The decade between 50 and 60 saw many joys, and sorrows. Children leaving home, getting married, starting their own homes. There were births, deaths and more births; a sudden chronic fatigue developed that added 60 pounds in a matter of months and stripped me of my energy; a brush with mortality which led to emergency surgery; anger that my body seemed to be betraying me regardless of my best efforts. Menopause brought the end to the monthly blood-letting, causing whiskers and grey hairs to sprout but freeing my gender-fluid soul to be fully Self.

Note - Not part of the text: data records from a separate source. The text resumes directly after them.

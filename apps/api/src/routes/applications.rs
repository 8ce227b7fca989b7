use axum::{
    extract::{multipart::MultipartRejection, Multipart, State},
    http::StatusCode,
    Json,
};
use serde::Serialize;
use tracing::{debug, info, warn};

use crate::errors::{AppError, FailWith, Failure};
use crate::models::application::{ApplicationForm, ApplicationRecord};
use crate::state::AppState;
use crate::uploads::UploadedFile;

/// The only multipart field a resume file is accepted under.
pub const RESUME_FIELD: &str = "resume";

pub const SUBMIT_OK: &str = "Application submitted successfully!";
pub const SUBMIT_FAILED: &str = "Failed to submit application";
pub const LIST_FAILED: &str = "Failed to fetch applications";

#[derive(Debug, Serialize)]
pub struct SubmitResponse {
    pub message: String,
    /// Present only when a resume was uploaded.
    #[serde(rename = "resumePath", skip_serializing_if = "Option::is_none")]
    pub resume_path: Option<String>,
}

/// POST /apply
///
/// The resume is written before the record is inserted. If the insert fails
/// the file stays on disk with nothing pointing at it.
pub async fn handle_submit(
    State(state): State<AppState>,
    multipart: Result<Multipart, MultipartRejection>,
) -> Result<(StatusCode, Json<SubmitResponse>), Failure> {
    let mut multipart = multipart.fail_with(SUBMIT_FAILED)?;
    let (form, file) = read_submission(&mut multipart)
        .await
        .fail_with(SUBMIT_FAILED)?;

    let resume = state.uploads.store(file).await.fail_with(SUBMIT_FAILED)?;

    let record = state
        .repository
        .create(form.coerce(), resume.clone())
        .await
        .map_err(|e| {
            if !resume.is_empty() {
                warn!("Resume {resume} was written but its application was not saved");
            }
            e
        })
        .fail_with(SUBMIT_FAILED)?;

    info!("Application {} submitted (resume: {:?})", record.id, record.resume);

    let resume_path = (!record.resume.is_empty()).then(|| format!("/uploads/{}", record.resume));
    Ok((
        StatusCode::CREATED,
        Json(SubmitResponse {
            message: SUBMIT_OK.to_string(),
            resume_path,
        }),
    ))
}

/// GET /applications
pub async fn handle_list(
    State(state): State<AppState>,
) -> Result<Json<Vec<ApplicationRecord>>, Failure> {
    let records = state.repository.list_all().await.fail_with(LIST_FAILED)?;
    Ok(Json(records))
}

/// Splits a submission into its text fields and at most one resume file.
///
/// Unknown text fields are dropped. A file part with an empty file name is
/// treated as "no file chosen". A file under any field other than
/// [`RESUME_FIELD`], or a second resume, is an error.
pub async fn read_submission(
    multipart: &mut Multipart,
) -> Result<(ApplicationForm, Option<UploadedFile>), AppError> {
    let mut form = ApplicationForm::default();
    let mut resume: Option<UploadedFile> = None;

    while let Some(field) = multipart.next_field().await? {
        let name = field.name().unwrap_or("").to_string();

        match field.file_name().map(str::to_string) {
            Some(file_name) if file_name.is_empty() => {
                debug!("Skipping empty file part '{name}'");
            }
            Some(file_name) => {
                if name != RESUME_FIELD || resume.is_some() {
                    return Err(AppError::UnexpectedFileField(name));
                }
                let bytes = field.bytes().await?;
                resume = Some(UploadedFile { file_name, bytes });
            }
            None => {
                let value = field.text().await?;
                if !form.set(&name, value) {
                    debug!("Ignoring unknown form field '{name}'");
                }
            }
        }
    }

    Ok((form, resume))
}
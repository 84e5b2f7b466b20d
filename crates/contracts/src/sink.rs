//! MessageSink trait - replay output interface
//!
//! The delivery endpoint (normally an MQTT broker client) is consumed through
//! this capability and never implemented by the scheduler itself.

use crate::{ContractError, OutboundMessage};

/// Message output trait
///
/// All sink implementations must implement this trait.
#[trait_variant::make(MessageSink: Send)]
pub trait LocalMessageSink {
    /// Sink name (used for logging/metrics)
    fn name(&self) -> &str;

    /// Hand one message to the endpoint with at-least-once semantics.
    ///
    /// Resolves once the endpoint has accepted the message for delivery; it
    /// does not wait for the remote acknowledgement.
    ///
    /// # Errors
    /// Returns publish error (should include the channel)
    async fn publish(&mut self, message: &OutboundMessage) -> Result<(), ContractError>;

    /// Wait for outstanding acknowledgements (if any)
    async fn flush(&mut self) -> Result<(), ContractError>;

    /// Close sink
    async fn close(&mut self) -> Result<(), ContractError>;
}
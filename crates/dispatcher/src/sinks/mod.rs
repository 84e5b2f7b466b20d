//! Sink implementations
//!
//! Contains MqttSink, LogSink, and MemorySink.

mod log;
mod memory;
mod mqtt;

pub use self::log::LogSink;
pub use self::memory::MemorySink;
pub use self::mqtt::{MqttSink, MqttSinkConfig};
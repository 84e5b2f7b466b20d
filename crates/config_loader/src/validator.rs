//! 配置校验
//!
//! 规则：
//! - blueprint 类型上声明的字段约束 (`validator` derive)
//! - 区间边界可解析，`end >= start`，且跨度小于一天
//! - broker URL 的 scheme 受支持，且有主机名和合法端口
//! - topic 前缀是普通 MQTT topic 名（不含通配符，不以 `/` 结尾）

use contracts::{BrokerAddress, ContractError, ReplayBlueprint};
use validator::{Validate, ValidationErrors, ValidationErrorsKind};

/// 校验 ReplayBlueprint
///
/// 返回遇到的第一个错误，否则 Ok(())。
pub fn validate(blueprint: &ReplayBlueprint) -> Result<(), ContractError> {
    validate_fields(blueprint)?;
    validate_interval(blueprint)?;
    validate_broker(blueprint)?;
    validate_topic_prefix(blueprint)?;
    Ok(())
}

/// 声明式约束（范围、长度）
fn validate_fields(blueprint: &ReplayBlueprint) -> Result<(), ContractError> {
    blueprint.validate().map_err(|errors| {
        let (field, message) = first_error(&errors, "")
            .unwrap_or_else(|| ("<root>".to_string(), errors.to_string()));
        ContractError::config_validation(field, message)
    })
}

/// 深度优先、按键排序，保证报告的字段稳定
fn first_error(errors: &ValidationErrors, prefix: &str) -> Option<(String, String)> {
    let mut entries: Vec<_> = errors.errors().iter().collect();
    entries.sort_by(|a, b| a.0.cmp(b.0));

    entries.into_iter().find_map(|(name, kind)| {
        let path = if prefix.is_empty() {
            name.to_string()
        } else {
            format!("{prefix}.{name}")
        };
        match kind {
            ValidationErrorsKind::Field(list) => list.first().map(|e| {
                let message = match &e.message {
                    Some(message) => message.to_string(),
                    None => format!("failed '{}' constraint", e.code),
                };
                (path, message)
            }),
            ValidationErrorsKind::Struct(inner) => first_error(inner, &path),
            ValidationErrorsKind::List(items) => items
                .iter()
                .find_map(|(idx, inner)| first_error(inner, &format!("{path}[{idx}]"))),
        }
    })
}

fn validate_interval(blueprint: &ReplayBlueprint) -> Result<(), ContractError> {
    blueprint
        .source
        .interval
        .to_interval()
        .map(|_| ())
        .map_err(|e| ContractError::config_validation("source.interval", e.to_string()))
}

fn validate_broker(blueprint: &ReplayBlueprint) -> Result<(), ContractError> {
    BrokerAddress::parse(&blueprint.sink.broker).map(|_| ())
}

fn validate_topic_prefix(blueprint: &ReplayBlueprint) -> Result<(), ContractError> {
    let prefix = &blueprint.sink.topic_prefix;

    if prefix.contains(['+', '#']) {
        return Err(ContractError::config_validation(
            "sink.topic_prefix",
            format!("'{prefix}' must not contain MQTT wildcards"),
        ));
    }
    if prefix.ends_with('/') {
        return Err(ContractError::config_validation(
            "sink.topic_prefix",
            format!("'{prefix}' must not end with '/'"),
        ));
    }
    if prefix.contains('\0') {
        return Err(ContractError::config_validation(
            "sink.topic_prefix",
            "must not contain NUL characters",
        ));
    }
    Ok(())
}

Through all of this something else happened – a shift – in my perceptions about life and the world around me. I noticed it happening a few years ago. Perhaps it began with my increased walks in the forest or along the river. Or maybe it was the trip to the ocean where I breathed the same air as a humpback, or when I ascended Mount Washington and saw God’s handiwork in every direction. A desire to record this beauty in word and image welled up in me. I began to hear whispers – from a leaf, a frog, a flower – beckoning me to take a moment and be a part of their world in a depth I had never experienced before. A she-bear awoke in me and said,
“You are more than”….
You are more than wife, mother, grandmother, chef, nurse, companion, employee, do-gooder, counselor, monk, peacemaker.
A wildness crept back into me.
Like the Selkie woman of legend, half seal, half human, who, caught by a man and tricked into remaining human for many years until one day, one trip, one word, she remembers who she is, fully. The desire to return to her wildness consumes her like a flame. She must find a way to return to her origins, or die.
Each woman has her own her-story. For some, it is returning to a state of health and increased fitness: for others, a devoted practice of contemplation and prayer. Many leave their old careers and start new ones. And even though our bodies and our minds may not be as agile as they once were, we embrace our new world view with great vigor. Sixty is a time of celebration, a rebirth, the shadow and the light intermingling in the autumn of our days.
But be forewarned: We play by different rules now…
Grey hairs dot my chin
I dare not cut them for fear of losing
the wildness that is emerging
Call me a hag if you wish
Or crone, it matters not
All the years struggling to stay tame
have left me dissociated from my soul
I can no more stop this process
than one can stop the sea from returning to its source.
Blessed Be….
I’m about to turn 54… Just started writing my story, which begins:
” When I was wild, I caught frogs.”
My mom forwarded this to me- it’s beautiful- and I can relate and share very similar sentiments!
Thank you!
( sorry – but I AM plucking the chin hairs!!)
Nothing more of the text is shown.